Zane's remark got Jacobs thinking. Indeed, those people could not hear him. So the Manhattan-based Jewish humorist and writer set out on a quest to thank everyone who plays a role in making his morning coffee possible.
He chose coffee because it was a more manageable undertaking than an entire meal--and he "can't live without" his java.
Jacobs chronicles his gratitude journey in his new book called Thanks A Thousand! , (TED Books), which comes out Nov. 13 in conjunction with a TED Talk that Jacobs delivered on the same topic.
During his quest--which took him from a farm in Colombia to a steel plant in Indiana--he discovered how interconnected the world is. So many more people than he could have imagined contribute to his morning cup of coffee. Obviously there are baristas and farmers, but also unsung heroes like artists (think coffee lid and sleeve designer), chemists, biologists, truckers, and miners.
"I went around the world and thanked everyone I could find," he said, "because they reminded me there are so many people who help with every little thing in our lives and we take them for granted."
All told, he said he thanked 1,000 people for his cup of coffee--and actually could have thanked way more.
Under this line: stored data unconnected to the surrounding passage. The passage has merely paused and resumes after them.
//! End-to-end checks of the session pipeline against a mock publisher.

use std::io::Write;
use std::sync::Arc;

use addon_checker::addon::{AddonInfo, Version};
use addon_checker::checker::CheckSession;
use addon_checker::settings::Settings;
use mockito::Server;
use tempfile::NamedTempFile;

fn write_doc(contents: &str) -> NamedTempFile {
    let mut file = NamedTempFile::new().expect("create temp document");
    write!(file, "{contents}").expect("write temp document");
    file.flush().expect("flush temp document");
    file
}

fn checked_settings() -> Arc<Settings> {
    Arc::new(Settings {
        first_run: false,
        ..Settings::default()
    })
}

fn game() -> Version {
    Version::new(1, 12, 5, 0)
}

#[tokio::test]
async fn update_available_when_remote_is_newer() {
    let mut server = Server::new_async().await;
    let mock = server
        .mock("GET", "/example.version")
        .with_status(200)
        .with_body(r#"{"NAME":"Example","VERSION":"2.0.0.0","GAME_VERSION_MIN":"1.8.0"}"#)
        .create_async()
        .await;

    let local_doc = format!(
        r#"{{"NAME":"Example","VERSION":"1.0.0.0","URL":"{}/example.version"}}"#,
        server.url()
    );
    let file = write_doc(&local_doc);

    let session = CheckSession::start(file.path(), checked_settings(), game());
    session.completed().await;

    mock.assert_async().await;
    assert!(session.is_processing_complete().await);
    assert!(!session.has_error().await);
    assert!(session.is_local_ready().await);
    assert!(session.is_remote_ready().await);
    assert!(session.is_update_available().await);
    assert_eq!(session.name().await.as_deref(), Some("Example"));
    assert_eq!(
        session.remote_info().await.unwrap().version,
        Some(Version::new(2, 0, 0, 0))
    );
    // Versions differ, so the local descriptor stays as parsed from disk.
    assert_eq!(
        session.local_info().await.unwrap().version,
        Some(Version::new(1, 0, 0, 0))
    );
}

#[tokio::test]
async fn equal_versions_adopt_the_remote_document() {
    let mut server = Server::new_async().await;
    let _mock = server
        .mock("GET", "/example.version")
        .with_status(200)
        .with_body(r#"{"NAME":"Example","VERSION":"1.2.0.0","DOWNLOAD":"https://example.com/get"}"#)
        .create_async()
        .await;

    let remote_url = format!("{}/example.version", server.url());
    let local_doc = format!(
        r#"{{"NAME":"Example","VERSION":"1.2.0.0","URL":"{remote_url}"}}"#
    );
    let file = write_doc(&local_doc);

    let session = CheckSession::start(file.path(), checked_settings(), game());
    session.completed().await;

    assert!(!session.is_update_available().await);

    // The richer remote copy replaced the local descriptor.
    let local = session.local_info().await.unwrap();
    assert_eq!(local.source, remote_url);
    assert_eq!(local.download.as_deref(), Some("https://example.com/get"));
}

#[tokio::test]
async fn network_failure_falls_back_to_local_only() {
    let mut server = Server::new_async().await;
    let _mock = server
        .mock("GET", "/example.version")
        .with_status(500)
        .create_async()
        .await;

    let local_doc = format!(
        r#"{{"NAME":"Example","VERSION":"1.0.0.0","URL":"{}/example.version"}}"#,
        server.url()
    );
    let file = write_doc(&local_doc);

    let session = CheckSession::start(file.path(), checked_settings(), game());
    session.completed().await;

    assert!(session.is_processing_complete().await);
    assert!(!session.has_error().await);
    assert!(session.is_remote_ready().await);
    assert!(!session.is_update_available().await);
    assert_eq!(session.remote_info().await, session.local_info().await);
}

#[tokio::test]
async fn first_run_skips_the_network() {
    let mut server = Server::new_async().await;
    let mock = server
        .mock("GET", "/example.version")
        .expect(0)
        .create_async()
        .await;

    let local_doc = format!(
        r#"{{"NAME":"Example","VERSION":"1.0.0.0","URL":"{}/example.version"}}"#,
        server.url()
    );
    let file = write_doc(&local_doc);

    let settings = Arc::new(Settings::default());
    assert!(settings.first_run);

    let session = CheckSession::start(file.path(), settings, game());
    session.completed().await;

    mock.assert_async().await;
    assert!(session.is_processing_complete().await);
    assert!(!session.has_error().await);
    assert_eq!(session.remote_info().await, session.local_info().await);
}

#[tokio::test]
async fn disabled_check_skips_the_network() {
    let mut server = Server::new_async().await;
    let mock = server
        .mock("GET", "/example.version")
        .expect(0)
        .create_async()
        .await;

    let local_doc = format!(
        r#"{{"NAME":"Example","VERSION":"1.0.0.0","URL":"{}/example.version"}}"#,
        server.url()
    );
    let file = write_doc(&local_doc);

    let settings = Arc::new(Settings {
        first_run: false,
        allow_check: false,
        ..Settings::default()
    });

    let session = CheckSession::start(file.path(), settings, game());
    session.completed().await;

    mock.assert_async().await;
    assert!(session.is_processing_complete().await);
    assert_eq!(session.remote_info().await, session.local_info().await);
}

#[tokio::test]
async fn document_without_url_settles_locally() {
    let file = write_doc(r#"{"NAME":"Example","VERSION":"1.2.0.0"}"#);

    let session = CheckSession::start(file.path(), checked_settings(), game());
    session.completed().await;

    assert!(session.is_processing_complete().await);
    assert!(!session.has_error().await);
    assert!(session.is_local_ready().await);
    assert!(session.is_remote_ready().await);
    assert!(!session.is_update_available().await);
    assert_eq!(session.remote_info().await, session.local_info().await);
}

#[tokio::test]
async fn missing_file_is_fatal() {
    let session = CheckSession::start(
        "/nonexistent/addon.version",
        checked_settings(),
        game(),
    );
    session.completed().await;

    assert!(session.has_error().await);
    assert!(session.is_processing_complete().await);
    assert!(!session.is_local_ready().await);
    assert!(!session.is_remote_ready().await);
    assert!(!session.is_update_available().await);
    assert!(session.local_info().await.is_none());
    assert_eq!(session.name().await, None);
}

#[tokio::test]
async fn malformed_local_document_flags_error_but_settles() {
    let file = write_doc("this is not a version document");

    let session = CheckSession::start(file.path(), checked_settings(), game());
    session.completed().await;

    assert!(session.has_error().await);
    assert!(session.is_processing_complete().await);
    assert!(session.is_local_ready().await);
    assert!(session.is_remote_ready().await);
    assert!(!session.is_update_available().await);
    // A descriptor with no constraints accepts every game version.
    assert!(session.is_compatible().await);
    assert!(session.local_info().await.unwrap().parse_error);
    assert_eq!(session.remote_info().await, session.local_info().await);
}

#[tokio::test]
async fn malformed_remote_document_is_kept_without_error() {
    let mut server = Server::new_async().await;
    let _mock = server
        .mock("GET", "/example.version")
        .with_status(200)
        .with_body("surprise! not json")
        .create_async()
        .await;

    let local_doc = format!(
        r#"{{"NAME":"Example","VERSION":"1.0.0.0","URL":"{}/example.version"}}"#,
        server.url()
    );
    let file = write_doc(&local_doc);

    let session = CheckSession::start(file.path(), checked_settings(), game());
    session.completed().await;

    assert!(session.is_processing_complete().await);
    assert!(!session.has_error().await);
    assert!(!session.is_update_available().await);

    let remote = session.remote_info().await.unwrap();
    assert!(remote.parse_error);
    assert_eq!(remote.version, None);
    // The unparsable remote copy does not displace the local descriptor.
    assert_eq!(
        session.local_info().await.unwrap().version,
        Some(Version::new(1, 0, 0, 0))
    );
}

#[tokio::test]
async fn dismissed_update_is_ignored() {
    let remote_doc = r#"{"NAME":"Example","VERSION":"2.0.0.0"}"#;
    let mut server = Server::new_async().await;
    let _mock = server
        .mock("GET", "/example.version")
        .with_status(200)
        .with_body(remote_doc)
        .create_async()
        .await;

    let local_doc = format!(
        r#"{{"NAME":"Example","VERSION":"1.0.0.0","URL":"{}/example.version"}}"#,
        server.url()
    );
    let file = write_doc(&local_doc);

    // Identity covers name and version only, so the signature can be
    // computed from the document texts alone.
    let signature = format!(
        "{}{}",
        AddonInfo::parse("local", &local_doc).identity(),
        AddonInfo::parse("remote", remote_doc).identity()
    );
    let settings = Arc::new(Settings {
        first_run: false,
        ignored_updates: [signature.clone()].into_iter().collect(),
        ..Settings::default()
    });

    let session = CheckSession::start(file.path(), settings, game());
    session.completed().await;

    assert!(session.is_update_available().await);
    assert!(session.is_ignored().await);
    assert_eq!(session.ignored_signature().await, Some(signature));
}

#[tokio::test]
async fn github_release_gates_the_update() {
    let remote_doc = r#"{
        "NAME": "Example",
        "VERSION": "2.0.0.0",
        "GITHUB": {"USERNAME": "someone", "REPOSITORY": "example"}
    }"#;

    // Stale listing: the latest published release does not match the
    // document's declared version, so no update is reported.
    let mut api = Server::new_async().await;
    std::env::set_var("GITHUB_API_ROOT", api.url());
    let _stale = api
        .mock("GET", "/repos/someone/example/releases")
        .with_status(200)
        .with_body(r#"[{"tag_name":"v1.0.0.0","prerelease":false}]"#)
        .create_async()
        .await;

    let mut server = Server::new_async().await;
    let _doc = server
        .mock("GET", "/example.version")
        .with_status(200)
        .with_body(remote_doc)
        .create_async()
        .await;

    let local_doc = format!(
        r#"{{"NAME":"Example","VERSION":"1.0.0.0","URL":"{}/example.version"}}"#,
        server.url()
    );
    let file = write_doc(&local_doc);

    let session = CheckSession::start(file.path(), checked_settings(), game());
    session.completed().await;

    assert!(session.is_processing_complete().await);
    assert!(!session.is_update_available().await);
    assert_eq!(
        session.remote_info().await.unwrap().github_release,
        Some(Version::new(1, 0, 0, 0))
    );

    // Matching listing: the same document now points at a published v2
    // release and the update goes through.
    let mut matching_api = Server::new_async().await;
    std::env::set_var("GITHUB_API_ROOT", matching_api.url());
    let _fresh = matching_api
        .mock("GET", "/repos/someone/example/releases")
        .with_status(200)
        .with_body(r#"[{"tag_name":"v2.0.0.0","prerelease":false}]"#)
        .create_async()
        .await;

    let session = CheckSession::start(file.path(), checked_settings(), game());
    session.completed().await;

    assert!(session.is_update_available().await);

    // Unavailable listing: the lookup fails outright, the release gate is
    // waived, and the verdict rests on the declared versions alone.
    let mut failing_api = Server::new_async().await;
    std::env::set_var("GITHUB_API_ROOT", failing_api.url());
    let _unavailable = failing_api
        .mock("GET", "/repos/someone/example/releases")
        .with_status(500)
        .create_async()
        .await;

    let session = CheckSession::start(file.path(), checked_settings(), game());
    session.completed().await;

    assert!(session.is_processing_complete().await);
    assert!(!session.has_error().await);
    assert!(session.is_update_available().await);
    assert_eq!(session.remote_info().await.unwrap().github_release, None);

    std::env::remove_var("GITHUB_API_ROOT");
}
Along the way, Jacobs learned that gratitude isn't just a nice gesture for the recipient-scientific research show it's healthy for the thank-er, too. A study in Scientific American found that gratitude is the single best predictor of well-being and good relationships. Psychological research shows that gratitude can lift depression, improve our diet, help heart patients recover quicker, and lead to overall greater kindness and happiness.
Before the quest, Jacobs said, his default mood was usually grumpiness. The adventure helped him change his mindset.
"I believe that genetically or culturally my default is negative--more a Larry David than Tom Hanks way of looking at the world. It's fun to watch on TV, but not necessarily fun to live," he said.
And Jacobs is certainly not alone--people are genetically programmed, evolutionary psychologists say, to focus on what goes wrong in daily life because it was a matter of survival back in Paleolithic times.
But the result today is modern-day anxiety--a so-called "deficit mindset"--that's no longer helpful, said Jacobs.
To the contrary, "it's inspiring and energizing to focus on the hundreds of things that go right every day instead of the three or four that go wrong," he said.
Jewish teachings can help us move the needle on gratitude. In research for this book-as well as for his past best-seller The Year of Living Biblically , in which Jacobs embarked on a quest to live according to every precept in the Bible for a year--he learned a lot of wisdom on gratitude comes from Judaism.
"To be Jewish is to be thankful," one rabbi told Jacobs.
In fact, the very word "Jew," derived from the tribe of Judah, means thanksgiving. We as Jews deliver prayers of thanks from the time we wake up to the time we go to bed.
There is a catchphrase in Judaism that Jacobs learned during his research called "deed before creed."
At first, Jacobs said it was hard to feel gratitude, but if he went through the motions of acting with compassion and gratitude, eventually he would feel them.
"One of the best ways to go about life is to 'fake it til you feel it,' and it's an extremely Jewish way to live," he said. "…If you act a certain way and follow the mitzvot , your mind will eventually catch up."